**TASK DESCRIPTION**
Repeat the entries that appear below, exactly as they are given.
[[ EXTRACTED ENTRIES, beginning ]]
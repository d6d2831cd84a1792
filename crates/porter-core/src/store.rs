//! Archive store contract.
//!
//! The persistent cache is an external collaborator: the core only ever asks
//! a driver to look a key up or persist a payload (via [`LoaderAction`]s) and
//! consumes the completions as events. This trait is the contract those
//! drivers implement — `redb` in production, a hash map in the harness.
//!
//! Semantics are last-write-wins per key. No eviction or expiry is performed
//! at this layer; the store grows with the set of distinct archives fetched.
//!
//! [`LoaderAction`]: crate::LoaderAction

use std::collections::BTreeMap;

use bytes::Bytes;
use porter_proto::ArchiveKey;
use thiserror::Error;

/// Errors surfaced by an archive store backend.
///
/// Store errors never fail a request: a lookup error is treated as a miss
/// and a write error after a successful fetch is logged and swallowed.
#[derive(Debug, Error, Clone, PartialEq, Eq)]
pub enum StoreError {
    /// Reading from the backend failed.
    #[error("archive lookup failed: {0}")]
    Lookup(String),
    /// Writing to the backend failed.
    #[error("archive store failed: {0}")]
    Store(String),
    /// A maintenance operation (clear, stats) failed.
    #[error("store maintenance failed: {0}")]
    Maintenance(String),
}

/// Counts of cached archives, overall and per table.
#[derive(Debug, Clone, Default, PartialEq, Eq)]
pub struct StoreStats {
    /// Total archives in the store.
    pub archives: u64,
    /// Archive count per table id.
    pub per_table: BTreeMap<u8, u64>,
}

/// Persistent key/value store for fetched archives.
pub trait ArchiveStore {
    /// Fetch the payload cached for `key`, if any.
    fn lookup(&self, key: ArchiveKey) -> Result<Option<Bytes>, StoreError>;

    /// Persist a payload under `key`, replacing any previous value.
    fn store(&mut self, key: ArchiveKey, data: &[u8]) -> Result<(), StoreError>;

    /// Drop every cached archive.
    fn clear(&mut self) -> Result<(), StoreError>;

    /// Count cached archives.
    fn stats(&self) -> Result<StoreStats, StoreError>;
}
//! In-memory archive store with failure injection.

use std::{cell::Cell, collections::HashMap};

use bytes::Bytes;
use porter_core::{ArchiveStore, StoreError, StoreStats};
use porter_proto::ArchiveKey;

/// Hash-map archive store.
///
/// Failure switches make every backend error path reachable from tests:
/// with `fail_lookups` set each read errors (which drivers must treat as a
/// miss), with `fail_stores` set each write errors (which drivers must
/// swallow).
#[derive(Debug, Default)]
pub struct MemoryStore {
    map: HashMap<ArchiveKey, Bytes>,
    /// Error every lookup until cleared.
    pub fail_lookups: bool,
    /// Error every store until cleared.
    pub fail_stores: bool,
    lookups: Cell<usize>,
    stores: usize,
}

impl MemoryStore {
    /// Empty store.
    pub fn new() -> Self {
        Self::default()
    }

    /// Seed an archive without going through the wire.
    pub fn insert(&mut self, key: ArchiveKey, data: &[u8]) {
        self.map.insert(key, Bytes::copy_from_slice(data));
    }

    /// Whether `key` is currently cached.
    pub fn contains(&self, key: ArchiveKey) -> bool {
        self.map.contains_key(&key)
    }

    /// Number of lookups attempted (including failed ones).
    pub fn lookups(&self) -> usize {
        self.lookups.get()
    }

    /// Number of writes attempted (including failed ones).
    pub fn stores(&self) -> usize {
        self.stores
    }
}

impl ArchiveStore for MemoryStore {
    fn lookup(&self, key: ArchiveKey) -> Result<Option<Bytes>, StoreError> {
        self.lookups.set(self.lookups.get() + 1);
        if self.fail_lookups {
            return Err(StoreError::Lookup("injected lookup failure".into()));
        }
        Ok(self.map.get(&key).cloned())
    }

    fn store(&mut self, key: ArchiveKey, data: &[u8]) -> Result<(), StoreError> {
        self.stores += 1;
        if self.fail_stores {
            return Err(StoreError::Store("injected store failure".into()));
        }
        self.map.insert(key, Bytes::copy_from_slice(data));
        Ok(())
    }

    fn clear(&mut self) -> Result<(), StoreError> {
        self.map.clear();
        Ok(())
    }

    fn stats(&self) -> Result<StoreStats, StoreError> {
        let mut stats = StoreStats::default();
        for key in self.map.keys() {
            stats.archives += 1;
            *stats.per_table.entry(key.table_id).or_insert(0) += 1;
        }
        Ok(stats)
    }
}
[[ EXTRACTED ENTRIES, end ]]
**SOLUTION TO THIS EXERCISE**
repository d6d2831cd84a1792
filename crates/porter-core/src/store.rs
//! Archive store contract.
//!
//! The persistent cache is an external collaborator: the core only ever asks
//! a driver to look a key up or persist a payload (via [`LoaderAction`]s) and
//! consumes the completions as events. This trait is the contract those
//! drivers implement — `redb` in production, a hash map in the harness.
//!
//! Semantics are last-write-wins per key. No eviction or expiry is performed
//! at this layer; the store grows with the set of distinct archives fetched.
//!
//! [`LoaderAction`]: crate::LoaderAction

use std::collections::BTreeMap;

use bytes::Bytes;
use porter_proto::ArchiveKey;
use thiserror::Error;

/// Errors surfaced by an archive store backend.
///
/// Store errors never fail a request: a lookup error is treated as a miss
/// and a write error after a successful fetch is logged and swallowed.
#[derive(Debug, Error, Clone, PartialEq, Eq)]
pub enum StoreError {
    /// Reading from the backend failed.
    #[error("archive lookup failed: {0}")]
    Lookup(String),
    /// Writing to the backend failed.
    #[error("archive store failed: {0}")]
    Store(String),
    /// A maintenance operation (clear, stats) failed.
    #[error("store maintenance failed: {0}")]
    Maintenance(String),
}

/// Counts of cached archives, overall and per table.
#[derive(Debug, Clone, Default, PartialEq, Eq)]
pub struct StoreStats {
    /// Total archives in the store.
    pub archives: u64,
    /// Archive count per table id.
    pub per_table: BTreeMap<u8, u64>,
}

/// Persistent key/value store for fetched archives.
pub trait ArchiveStore {
    /// Fetch the payload cached for `key`, if any.
    fn lookup(&self, key: ArchiveKey) -> Result<Option<Bytes>, StoreError>;

    /// Persist a payload under `key`, replacing any previous value.
    fn store(&mut self, key: ArchiveKey, data: &[u8]) -> Result<(), StoreError>;

    /// Drop every cached archive.
    fn clear(&mut self) -> Result<(), StoreError>;

    /// Count cached archives.
    fn stats(&self) -> Result<StoreStats, StoreError>;
}
//! In-memory archive store with failure injection.

use std::{cell::Cell, collections::HashMap};

use bytes::Bytes;
use porter_core::{ArchiveStore, StoreError, StoreStats};
use porter_proto::ArchiveKey;

/// Hash-map archive store.
///
/// Failure switches make every backend error path reachable from tests:
/// with `fail_lookups` set each read errors (which drivers must treat as a
/// miss), with `fail_stores` set each write errors (which drivers must
/// swallow).
#[derive(Debug, Default)]
pub struct MemoryStore {
    map: HashMap<ArchiveKey, Bytes>,
    /// Error every lookup until cleared.
    pub fail_lookups: bool,
    /// Error every store until cleared.
    pub fail_stores: bool,
    lookups: Cell<usize>,
    stores: usize,
}

impl MemoryStore {
    /// Empty store.
    pub fn new() -> Self {
        Self::default()
    }

    /// Seed an archive without going through the wire.
    pub fn insert(&mut self, key: ArchiveKey, data: &[u8]) {
        self.map.insert(key, Bytes::copy_from_slice(data));
    }

    /// Whether `key` is currently cached.
    pub fn contains(&self, key: ArchiveKey) -> bool {
        self.map.contains_key(&key)
    }

    /// Number of lookups attempted (including failed ones).
    pub fn lookups(&self) -> usize {
        self.lookups.get()
    }

    /// Number of writes attempted (including failed ones).
    pub fn stores(&self) -> usize {
        self.stores
    }
}

impl ArchiveStore for MemoryStore {
    fn lookup(&self, key: ArchiveKey) -> Result<Option<Bytes>, StoreError> {
        self.lookups.set(self.lookups.get() + 1);
        if self.fail_lookups {
            return Err(StoreError::Lookup("injected lookup failure".into()));
        }
        Ok(self.map.get(&key).cloned())
    }

    fn store(&mut self, key: ArchiveKey, data: &[u8]) -> Result<(), StoreError> {
        self.stores += 1;
        if self.fail_stores {
            return Err(StoreError::Store("injected store failure".into()));
        }
        self.map.insert(key, Bytes::copy_from_slice(data));
        Ok(())
    }

    fn clear(&mut self) -> Result<(), StoreError> {
        self.map.clear();
        Ok(())
    }

    fn stats(&self) -> Result<StoreStats, StoreError> {
        let mut stats = StoreStats::default();
        for key in self.map.keys() {
            stats.archives += 1;
            *stats.per_table.entry(key.table_id).or_insert(0) += 1;
        }
        Ok(stats)
    }
}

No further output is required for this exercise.